[Start of section]
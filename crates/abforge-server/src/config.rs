//! Server configuration
//!
//! Layered in the usual order: `.env` file, then `config/server.*`, then
//! `ABFORGE_`-prefixed environment variables (nested keys use `__`, e.g.
//! `ABFORGE_LLM__API_KEY`). Required values for the selected backends are
//! checked once at startup so a misconfigured process dies with a clear
//! diagnostic instead of degrading at request time.

use serde::{Deserialize, Serialize};

/// Storage backend selection
#[derive(Debug, Clone, Serialize, Deserialize)]
#[serde(tag = "type", rename_all = "lowercase")]
pub enum StoreConfig {
    /// In-memory stores (local development and tests)
    Memory,
    /// Managed document/blob services over HTTP
    Api {
        /// Base URL of the document service
        document_base_url: String,
        /// Base URL of the blob service
        blob_base_url: String,
        /// Optional Bearer token for both services
        #[serde(default)]
        api_key: Option<String>,
    },
}

impl Default for StoreConfig {
    fn default() -> Self {
        StoreConfig::Memory
    }
}

/// Completion provider selection
#[derive(Debug, Clone, Copy, PartialEq, Eq, Serialize, Deserialize)]
pub enum LlmProviderKind {
    #[serde(rename = "azure-openai")]
    AzureOpenAI,
    #[serde(rename = "openai")]
    OpenAI,
    #[serde(rename = "mock")]
    Mock,
}

/// Completion service configuration
#[derive(Debug, Clone, Serialize, Deserialize)]
pub struct LlmConfig {
    /// Which provider to construct
    pub provider: LlmProviderKind,

    /// Resource endpoint (required for azure-openai)
    #[serde(default)]
    pub endpoint: Option<String>,

    /// API key (required for azure-openai and openai)
    #[serde(default)]
    pub api_key: Option<String>,

    /// Model or deployment identifier
    pub deployment: String,

    /// API version string (azure-openai only)
    #[serde(default)]
    pub api_version: Option<String>,

    /// Maximum completion tokens
    #[serde(default = "default_max_tokens")]
    pub max_tokens: u32,

    /// Sampling temperature
    #[serde(default = "default_temperature")]
    pub temperature: f32,
}

fn default_max_tokens() -> u32 {
    4096
}

fn default_temperature() -> f32 {
    0.2
}

fn default_max_example_file_bytes() -> u64 {
    5 * 1024 * 1024
}

impl Default for LlmConfig {
    fn default() -> Self {
        Self {
            provider: LlmProviderKind::Mock,
            endpoint: None,
            api_key: None,
            deployment: "mock".to_string(),
            api_version: None,
            max_tokens: default_max_tokens(),
            temperature: default_temperature(),
        }
    }
}

fn default_host() -> String {
    "127.0.0.1".to_string()
}

fn default_port() -> u16 {
    8080
}

fn default_log_level() -> String {
    "info".to_string()
}

/// Server configuration
#[derive(Debug, Clone, Serialize, Deserialize)]
pub struct ServerConfig {
    /// Server host
    #[serde(default = "default_host")]
    pub host: String,

    /// Server port
    #[serde(default = "default_port")]
    pub port: u16,

    /// Log level
    #[serde(default = "default_log_level")]
    pub log_level: String,

    /// Ceiling for uploaded knowledge-base file content
    #[serde(default = "default_max_example_file_bytes")]
    pub max_example_file_bytes: u64,

    /// Storage backend
    #[serde(default)]
    pub store: StoreConfig,

    /// Completion service
    #[serde(default)]
    pub llm: LlmConfig,
}

impl Default for ServerConfig {
    fn default() -> Self {
        Self {
            host: default_host(),
            port: default_port(),
            log_level: default_log_level(),
            max_example_file_bytes: default_max_example_file_bytes(),
            store: StoreConfig::default(),
            llm: LlmConfig::default(),
        }
    }
}

impl ServerConfig {
    /// Load configuration from environment variables and config file
    pub fn load() -> anyhow::Result<Self> {
        // Load .env file if exists
        dotenvy::dotenv().ok();

        let config_result = config::Config::builder()
            .add_source(config::File::with_name("config/server").required(false))
            .add_source(config::Environment::with_prefix("ABFORGE").separator("__"))
            .build();

        match config_result {
            Ok(cfg) => cfg
                .try_deserialize()
                .map_err(|e| anyhow::anyhow!("Failed to deserialize config: {}", e)),
            Err(_) => {
                tracing::info!("No config file found, using default configuration");
                Ok(Self::default())
            }
        }
    }

    /// Fail fast on missing required values for the selected backends
    pub fn validate(&self) -> anyhow::Result<()> {
        if self.llm.deployment.trim().is_empty() {
            anyhow::bail!("llm.deployment must not be empty");
        }

        match self.llm.provider {
            LlmProviderKind::AzureOpenAI => {
                if self.llm.endpoint.as_deref().unwrap_or("").trim().is_empty() {
                    anyhow::bail!("llm.endpoint is required for the azure-openai provider");
                }
                if self.llm.api_key.as_deref().unwrap_or("").trim().is_empty() {
                    anyhow::bail!("llm.api_key is required for the azure-openai provider");
                }
            }
            LlmProviderKind::OpenAI => {
                if self.llm.api_key.as_deref().unwrap_or("").trim().is_empty() {
                    anyhow::bail!("llm.api_key is required for the openai provider");
                }
            }
            LlmProviderKind::Mock => {}
        }

        if let StoreConfig::Api {
            document_base_url,
            blob_base_url,
            ..
        } = &self.store
        {
            if document_base_url.trim().is_empty() {
                anyhow::bail!("store.document_base_url must not be empty");
            }
            if blob_base_url.trim().is_empty() {
                anyhow::bail!("store.blob_base_url must not be empty");
            }
        }

        Ok(())
    }
}

#[cfg(test)]
mod tests {
    use super::*;

    #[test]
    fn test_server_config_default() {
        let config = ServerConfig::default();

        assert_eq!(config.host, "127.0.0.1");
        assert_eq!(config.port, 8080);
        assert_eq!(config.log_level, "info");
        assert_eq!(config.max_example_file_bytes, 5 * 1024 * 1024);
        assert!(matches!(config.store, StoreConfig::Memory));
        assert_eq!(config.llm.provider, LlmProviderKind::Mock);
    }

    #[test]
    fn test_default_config_validates() {
        assert!(ServerConfig::default().validate().is_ok());
    }

    #[test]
    fn test_provider_kind_serde_names() {
        assert_eq!(
            serde_json::to_value(LlmProviderKind::AzureOpenAI).unwrap(),
            "azure-openai"
        );
        assert_eq!(
            serde_json::to_value(LlmProviderKind::OpenAI).unwrap(),
            "openai"
        );
        assert_eq!(serde_json::to_value(LlmProviderKind::Mock).unwrap(), "mock");
    }
}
[End of section]
- **TASK**: Starting at the first line of the data above, retype each line exactly until you reach the line containing "at request time.", and include that line too.

- **RESPONSE BOX**:
filename crates/abforge-server/src/config.rs
//! Server configuration
//!
//! Layered in the usual order: `.env` file, then `config/server.*`, then
//! `ABFORGE_`-prefixed environment variables (nested keys use `__`, e.g.
//! `ABFORGE_LLM__API_KEY`). Required values for the selected backends are
//! checked once at startup so a misconfigured process dies with a clear
//! diagnostic instead of degrading at request time.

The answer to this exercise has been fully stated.